News: Energy leaders converge to view Fort Carson SPIDERS
Story by Master Sgt. Charles Marsh
COLORADO SPRINGS, Colo. - Renewable energy, energy security and overall smart power served as overarching themes at the SPIDERS initiative held Tuesday between industry and military energy leaders at Fort Carson, Colo.
United States Northern Command Deputy Commander Lt. Gen. Michael Dubie opened the Smart Power Infrastructure Demonstration for Energy Reliability and Security Joint Capability Technology Demonstration Industry Day by welcoming several distinguished visitors from various federal agencies associated with energy and security and other key leaders from across all the services.
“In using SPIDERS, aligned with cyber security and renewable energy, we are seeing a winning combination for energy security. That directly relates to our national security,” said Dubie of the USNORTHCOM-sponsored program.

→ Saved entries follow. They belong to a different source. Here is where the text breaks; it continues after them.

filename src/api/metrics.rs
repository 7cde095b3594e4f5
//! Prometheus metrics endpoint.

use axum::{http::StatusCode, response::IntoResponse};

use crate::metrics;

/// GET /metrics - Prometheus metrics endpoint
pub async fn prometheus_metrics() -> impl IntoResponse {
    match metrics::encode_metrics() {
        Ok(output) => (
            StatusCode::OK,
            [(axum::http::header::CONTENT_TYPE, "text/plain; version=0.0.4; charset=utf-8")],
            output,
        ),
        Err(e) => {
            tracing::error!(error = %e, "Failed to encode Prometheus metrics");
            (
                StatusCode::INTERNAL_SERVER_ERROR,
                [(axum::http::header::CONTENT_TYPE, "text/plain")],
                format!("Failed to encode metrics: {}", e),
            )
        }
    }
}
//! Metrics helper structs for convenient metric recording

use prometheus::{Encoder, TextEncoder};

use super::{BACKEND_LATENCY, NOTIFICATIONS_TOTAL, RATELIMIT_DECISIONS_TOTAL};

/// Encode all metrics to Prometheus text format
pub fn encode_metrics() -> Result<String, prometheus::Error> {
    let encoder = TextEncoder::new();
    let metric_families = prometheus::gather();
    let mut buffer = Vec::new();
    encoder.encode(&metric_families, &mut buffer)?;
    Ok(String::from_utf8(buffer).unwrap_or_default())
}

/// Helper struct for recording notification metrics
pub struct NotifyMetrics;

impl NotifyMetrics {
    /// Record a message the backend accepted
    pub fn record_sent() {
        NOTIFICATIONS_TOTAL.with_label_values(&["sent"]).inc();
    }

    /// Record a failed request, labelled by error kind
    pub fn record_failure(kind: &str) {
        NOTIFICATIONS_TOTAL.with_label_values(&[kind]).inc();
    }

    /// Record how long one backend call took
    pub fn observe_backend_latency(seconds: f64) {
        BACKEND_LATENCY.observe(seconds);
    }
}

/// Helper struct for recording rate limit metrics
pub struct RateLimitMetrics;

impl RateLimitMetrics {
    pub fn record_allowed() {
        RATELIMIT_DECISIONS_TOTAL.with_label_values(&["allowed"]).inc();
    }

    pub fn record_denied() {
        RATELIMIT_DECISIONS_TOTAL.with_label_values(&["denied"]).inc();
    }
}
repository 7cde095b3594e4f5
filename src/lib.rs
// Shared components
pub mod config;
pub mod error;
pub mod metrics;
pub mod ratelimit;

// Domain layer
pub mod notification;

// Application layer
pub mod api;
pub mod server;

// Supporting modules
pub mod shutdown;
pub mod tasks;
pub mod telemetry;
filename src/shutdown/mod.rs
//! Graceful shutdown on Ctrl+C or SIGTERM.

use tokio::signal;
use tokio::sync::broadcast;

/// Wait for a termination signal, then tell background tasks to stop.
///
/// Pass the returned future to `axum::serve(..).with_graceful_shutdown`.
pub async fn shutdown_signal(shutdown_tx: broadcast::Sender<()>) {
    let ctrl_c = async {
        if let Err(e) = signal::ctrl_c().await {
            tracing::error!(error = %e, "Failed to listen for Ctrl+C");
            std::future::pending::<()>().await;
        }
    };

    #[cfg(unix)]
    let terminate = async {
        match signal::unix::signal(signal::unix::SignalKind::terminate()) {
            Ok(mut sig) => {
                sig.recv().await;
            }
            Err(e) => {
                tracing::error!(error = %e, "Failed to install SIGTERM handler");
                std::future::pending::<()>().await;
            }
        }
    };

    #[cfg(not(unix))]
    let terminate = std::future::pending::<()>();

    tokio::select! {
        _ = ctrl_c => {
            tracing::info!("Received Ctrl+C, initiating graceful shutdown");
        }
        _ = terminate => {
            tracing::info!("Received terminate signal, initiating graceful shutdown");
        }
    }

    let _ = shutdown_tx.send(());
}
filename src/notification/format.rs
//! Message rendering for Telegram's HTML parse mode.

use super::payload::QuizResult;

pub const MESSAGE_TITLE: &str = "IDOKON Quiz";
pub const STATUS_PASSED: &str = "✅ Muvaffaqiyatli o‘tdi";
pub const STATUS_RETRY: &str = "⚠️ Qayta urinishi kerak";

/// Escape text for embedding in an HTML-mode message.
pub fn escape_html(input: &str) -> String {
    let mut out = String::with_capacity(input.len());
    for ch in input.chars() {
        match ch {
            '&' => out.push_str("&amp;"),
            '<' => out.push_str("&lt;"),
            '>' => out.push_str("&gt;"),
            _ => out.push(ch),
        }
    }
    out
}

/// Round half toward positive infinity, so `2.5 -> 3` and `-2.5 -> -2`.
pub fn round_half_up(value: f64) -> f64 {
    if !value.is_finite() {
        return value;
    }
    let floor = value.floor();
    if value - floor >= 0.5 {
        floor + 1.0
    } else {
        floor
    }
}

/// Render a number the way a browser would print it: `5`, `7.5`, `1e-7`,
/// `1e+21`, `NaN`, `Infinity`.
pub fn format_number(value: f64) -> String {
    if value.is_nan() {
        "NaN".to_string()
    } else if value.is_infinite() {
        let sign = if value > 0.0 { "" } else { "-" };
        format!("{}Infinity", sign)
    } else if value == 0.0 {
        // covers -0.0
        "0".to_string()
    } else if value.abs() < 1e-6 || value.abs() >= 1e21 {
        let exponent = format!("{:e}", value);
        match exponent.split_once('e') {
            Some((mantissa, exp)) if !exp.starts_with('-') => format!("{}e+{}", mantissa, exp),
            _ => exponent,
        }
    } else if value.fract() == 0.0 {
        format!("{:.0}", value)
    } else {
        value.to_string()
    }
}

/// Percent shown in the message.
///
/// A zero `total` is not guarded: the result is NaN or infinite and is
/// rendered as such.
pub fn display_percent(result: &QuizResult) -> f64 {
    match result.percent {
        Some(percent) => percent,
        None => round_half_up(result.score / result.total * 100.0),
    }
}

pub fn status_line(passed: bool) -> &'static str {
    if passed {
        STATUS_PASSED
    } else {
        STATUS_RETRY
    }
}

/// Build the full message body for one quiz result.
pub fn render_message(result: &QuizResult) -> String {
    format!(
        "<b>{title}</b>\n\
         👤 <b>Ism:</b> {name}\n\
         📱 <b>Tel:</b> {phone}\n\
         🧮 <b>Natija:</b> {score}/{total} ({percent}%)\n\
         📌 {status}",
        title = MESSAGE_TITLE,
        name = escape_html(&result.name),
        phone = escape_html(&result.phone),
        score = format_number(result.score),
        total = format_number(result.total),
        percent = format_number(display_percent(result)),
        status = status_line(result.passed),
    )
}
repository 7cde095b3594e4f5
//! Health check endpoint.

use axum::{extract::State, Json};
use chrono::{SecondsFormat, Utc};
use serde::Serialize;

use crate::server::AppState;

#[derive(Debug, Serialize)]
pub struct HealthResponse {
    pub ok: bool,
    pub service: String,
    /// RFC 3339 UTC timestamp, millisecond precision
    pub time: String,
}

pub async fn health(State(state): State<AppState>) -> Json<HealthResponse> {
    Json(HealthResponse {
        ok: true,
        service: state.settings.server.service_name.clone(),
        time: Utc::now().to_rfc3339_opts(SecondsFormat::Millis, true),
    })
}
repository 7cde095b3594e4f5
use std::sync::Arc;
use std::time::Duration;

use tokio::sync::broadcast;

use crate::ratelimit::RateLimiter;

/// Background task that drops idle rate limit buckets
pub struct RateLimitCleanupTask {
    rate_limiter: Arc<RateLimiter>,
    shutdown: broadcast::Receiver<()>,
}

impl RateLimitCleanupTask {
    pub fn new(rate_limiter: Arc<RateLimiter>, shutdown: broadcast::Receiver<()>) -> Self {
        Self {
            rate_limiter,
            shutdown,
        }
    }

    /// Run until a shutdown signal arrives
    pub async fn run(mut self) {
        let interval_secs = self.rate_limiter.config().cleanup_interval_seconds.max(1);
        let mut cleanup_timer = tokio::time::interval(Duration::from_secs(interval_secs));

        // Skip immediate first tick
        cleanup_timer.tick().await;

        tracing::info!(
            cleanup_interval_secs = interval_secs,
            "Rate limit cleanup task started"
        );

        loop {
            tokio::select! {
                _ = self.shutdown.recv() => {
                    tracing::info!("Rate limit cleanup task received shutdown signal");
                    break;
                }
                _ = cleanup_timer.tick() => {
                    self.rate_limiter.cleanup_stale();
                }
            }
        }

        tracing::info!("Rate limit cleanup task stopped");
    }
}
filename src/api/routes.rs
use axum::{
    middleware::from_fn_with_state,
    routing::{get, post},
    Router,
};

use crate::server::{rate_limit_middleware, AppState};

use super::health::health;
use super::metrics::prometheus_metrics;
use super::notify::telegram_notify;

pub fn api_routes(state: AppState) -> Router<AppState> {
    Router::new()
        // Health & Metrics
        .route("/healthz", get(health))
        .route("/metrics", get(prometheus_metrics))
        // Notification endpoints, rate limited per client
        .nest(
            "/api",
            Router::new()
                .route("/telegram-notify", post(telegram_notify))
                .route_layer(from_fn_with_state(state, rate_limit_middleware)),
        )
}
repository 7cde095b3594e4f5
use axum::{
    http::StatusCode,
    response::{IntoResponse, Response},
    Json,
};
use serde::Serialize;
use thiserror::Error;

pub const INVALID_PAYLOAD_MESSAGE: &str = "Invalid payload (score/total required)";
pub const MISSING_CONFIGURATION_MESSAGE: &str = "Missing TELEGRAM_BOT_TOKEN or TELEGRAM_CHAT_ID";
pub const BACKEND_ERROR_MESSAGE: &str = "Telegram API error";
pub const ORIGIN_NOT_ALLOWED_MESSAGE: &str = "CORS: not allowed";

#[derive(Error, Debug)]
pub enum AppError {
    #[error("Configuration error: {0}")]
    Config(#[from] config::ConfigError),

    /// Caller data failed the required-field or type checks
    #[error("Invalid payload: {0}")]
    InvalidPayload(String),

    /// Server setup is incomplete; callers cannot fix this
    #[error("Missing configuration: {0}")]
    MissingConfiguration(String),

    /// The messaging backend answered with a non-success status
    #[error("Backend rejected message (status {status}): {details}")]
    Backend { status: u16, details: String },

    #[error("{0}")]
    Internal(String),

    #[error("Rate limited, retry after {retry_after}s")]
    RateLimited { retry_after: u64 },

    #[error("Origin not allowed: {0}")]
    OriginNotAllowed(String),
}

impl AppError {
    /// Short machine-readable label used in logs and metrics
    pub fn kind(&self) -> &'static str {
        match self {
            AppError::Config(_) => "config_error",
            AppError::InvalidPayload(_) => "invalid_payload",
            AppError::MissingConfiguration(_) => "missing_configuration",
            AppError::Backend { .. } => "backend_error",
            AppError::Internal(_) => "internal_error",
            AppError::RateLimited { .. } => "rate_limited",
            AppError::OriginNotAllowed(_) => "origin_not_allowed",
        }
    }

    pub fn status_code(&self) -> StatusCode {
        match self {
            AppError::InvalidPayload(_) => StatusCode::BAD_REQUEST,
            AppError::Backend { .. } => StatusCode::BAD_GATEWAY,
            AppError::RateLimited { .. } => StatusCode::TOO_MANY_REQUESTS,
            AppError::OriginNotAllowed(_) => StatusCode::FORBIDDEN,
            AppError::Config(_) | AppError::MissingConfiguration(_) | AppError::Internal(_) => {
                StatusCode::INTERNAL_SERVER_ERROR
            }
        }
    }
}

/// Failure body shared by every endpoint: `{ok:false, error, details?}`
#[derive(Debug, Serialize)]
pub struct ErrorResponse {
    pub ok: bool,
    pub error: String,
    #[serde(skip_serializing_if = "Option::is_none")]
    pub details: Option<String>,
}

impl ErrorResponse {
    pub fn new(error: impl Into<String>) -> Self {
        Self {
            ok: false,
            error: error.into(),
            details: None,
        }
    }

    pub fn with_details(mut self, details: impl Into<String>) -> Self {
        self.details = Some(details.into());
        self
    }
}

impl IntoResponse for AppError {
    fn into_response(self) -> Response {
        let status = self.status_code();
        let body = match &self {
            AppError::Config(e) => ErrorResponse::new(e.to_string()),
            AppError::InvalidPayload(_) => ErrorResponse::new(INVALID_PAYLOAD_MESSAGE),
            AppError::MissingConfiguration(_) => ErrorResponse::new(MISSING_CONFIGURATION_MESSAGE),
            AppError::Backend { details, .. } => {
                ErrorResponse::new(BACKEND_ERROR_MESSAGE).with_details(details.clone())
            }
            AppError::Internal(msg) => ErrorResponse::new(msg.clone()),
            AppError::RateLimited { retry_after } => ErrorResponse::new(format!(
                "Too many requests, please retry after {} seconds",
                retry_after
            )),
            AppError::OriginNotAllowed(_) => ErrorResponse::new(ORIGIN_NOT_ALLOWED_MESSAGE),
        };

        // Always log the detailed error server-side
        if status.is_server_error() {
            tracing::error!(
                kind = %self.kind(),
                status = %status.as_u16(),
                message = %self,
                "Request failed"
            );
        } else {
            tracing::warn!(
                kind = %self.kind(),
                status = %status.as_u16(),
                message = %self,
                "Request rejected"
            );
        }

        (status, Json(body)).into_response()
    }
}

pub type Result<T> = std::result::Result<T, AppError>;
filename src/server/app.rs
use axum::{
    http::{header, HeaderValue, Method},
    middleware::from_fn_with_state,
    Router,
};
use tower_http::{
    cors::{AllowOrigin, Any, CorsLayer},
    limit::RequestBodyLimitLayer,
    trace::TraceLayer,
};

use crate::api::api_routes;

use super::middleware::origin_guard;
use super::AppState;

pub fn create_app(state: AppState) -> Router {
    let body_limit = state.settings.server.body_limit_bytes;
    let cors = build_cors_layer(&state.settings.server.cors_origins);

    Router::new()
        .merge(api_routes(state.clone()))
        // Add middleware
        .layer(from_fn_with_state(state.clone(), origin_guard))
        .layer(RequestBodyLimitLayer::new(body_limit))
        .layer(TraceLayer::new_for_http())
        .layer(cors)
        // Add state
        .with_state(state)
}

/// CORS for browser callers. An empty allow-list (or `*`) admits every origin.
pub fn build_cors_layer(origins: &[String]) -> CorsLayer {
    let allow_origin = if origins.is_empty() || origins.iter().any(|o| o == "*") {
        AllowOrigin::from(Any)
    } else {
        let values: Vec<HeaderValue> = origins
            .iter()
            .filter_map(|o| match o.parse::<HeaderValue>() {
                Ok(value) => Some(value),
                Err(e) => {
                    tracing::error!(origin = %o, error = %e, "Ignoring invalid CORS origin");
                    None
                }
            })
            .collect();
        AllowOrigin::list(values)
    };

    CorsLayer::new()
        .allow_origin(allow_origin)
        .allow_methods([Method::GET, Method::POST, Method::OPTIONS])
        .allow_headers([header::CONTENT_TYPE])
}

The SPIDERS initiative is a Department of Defense-led partnership with the Departments of Energy and Homeland Security to demonstrate a cyber-secure microgrid on a DOD installation for enhanced mission assurance.
“When I was a commander, as a colonel, I had a few civilians working under me who asked why I was such a believer in renewable energy. I simply asked them if they had ever heard of Willie Sutton,” said Dubie, who added that most had not. “For those of you here who do not know, Willie Sutton is probably the most famous bank robber in the United States. When he was eventually caught he was asked why he robbed banks. His answer, ‘Because that’s where the money is.'"
“The DOD is the largest user of energy in the world. The world!” he emphasized after a short dramatic delay between statements. “So why would we care about renewable energy and smart power? Because that’s where the energy is.”
The SPIDERS program envisions creating cyber-secure microgrids which match energy system assets (generation and storage) to mission critical needs. The microgrids will be resilient to power disruption, protected against cyber attacks and include sustainable energy practices.
“In my 39 years between military and civil service, I have watched how energy awareness has changed,” said Rod Chisholm, Fort Carson’s deputy garrison commander. “It started back when we told people to turn off their lights when they weren’t using them. Then came the larger energy conservation campaign, and the program has blossomed from there. It has changed and continues to change and we [the military] continue to lead the way in many new energies. We focus on the ‘S’ part of SPIDERS – and that is being smart.”
Using a three-phased approach with increasing levels of system complexity, the program will culminate in the first DOD installation to completely integrate smart grid technologies, distributed and renewable generation, energy storage and cyber defenses with the ability to operate autonomously in an island mode for extended periods of time. The first two have already been completed.
• Phase I saw single microgrid success at Joint Base Pearl-Hickam, Hawaii, in January 2013. It showed a 39-fold increase in power reliability while achieving a 30.4 percent diesel fuel savings and 90 percent renewable energy penetration.
• Phase 2, a 72-hour operational demonstration completed in October 2013 at Fort Carson, Colo., was also deemed a success, and showed the microgrid could sustain mission-critical capabilities in the event of long-term outages. The system was demonstrated for the distinguished visitors and industry professionals Tuesday.
• Phase 3 will take place at Camp Smith, Hawaii, in 2015 and will be a collection of microgrids working for the entire base’s electrical distribution.
The deployment of these and future cyber-secure smart microgrid’s on military installations will not replace commercial power as a primary source, but will enable secure and sustainable backup power for critical missions with enhanced reliability and endurance at installation scale.
“Why Fort Carson? Why are we interested in this sustainability?” asked Director of Public Works Hal Alguire rhetorically to the crowd of more than 200 mostly electrical engineers. “Frankly, we’re trying to save money and resources on the base and, at the end of the day, improve how we meet the mission.”
The microgrids combine renewable energy sources such as solar and wind with a more traditional backup source – diesel generators. Utilizing the generators at their peak performance levels ultimately saves money in fuel and generator life with generator optimization and through the use of the harnessed renewable energy resources.
“We’ve had great success in our efforts,” said Alguire highlighting not just the SPIDERS program, but also Fort Carson’s 77 LEED (Leadership in Energy and Environmental Design) certified buildings and keying in on the post being a net zero facility for energy, water and solid waste. “We’ve been empowered by our leadership to explore energy avenues and we’ve also been able to benefit from our partnerships across the services and in the community. That’s what’s led us to where we are today on Fort Carson.”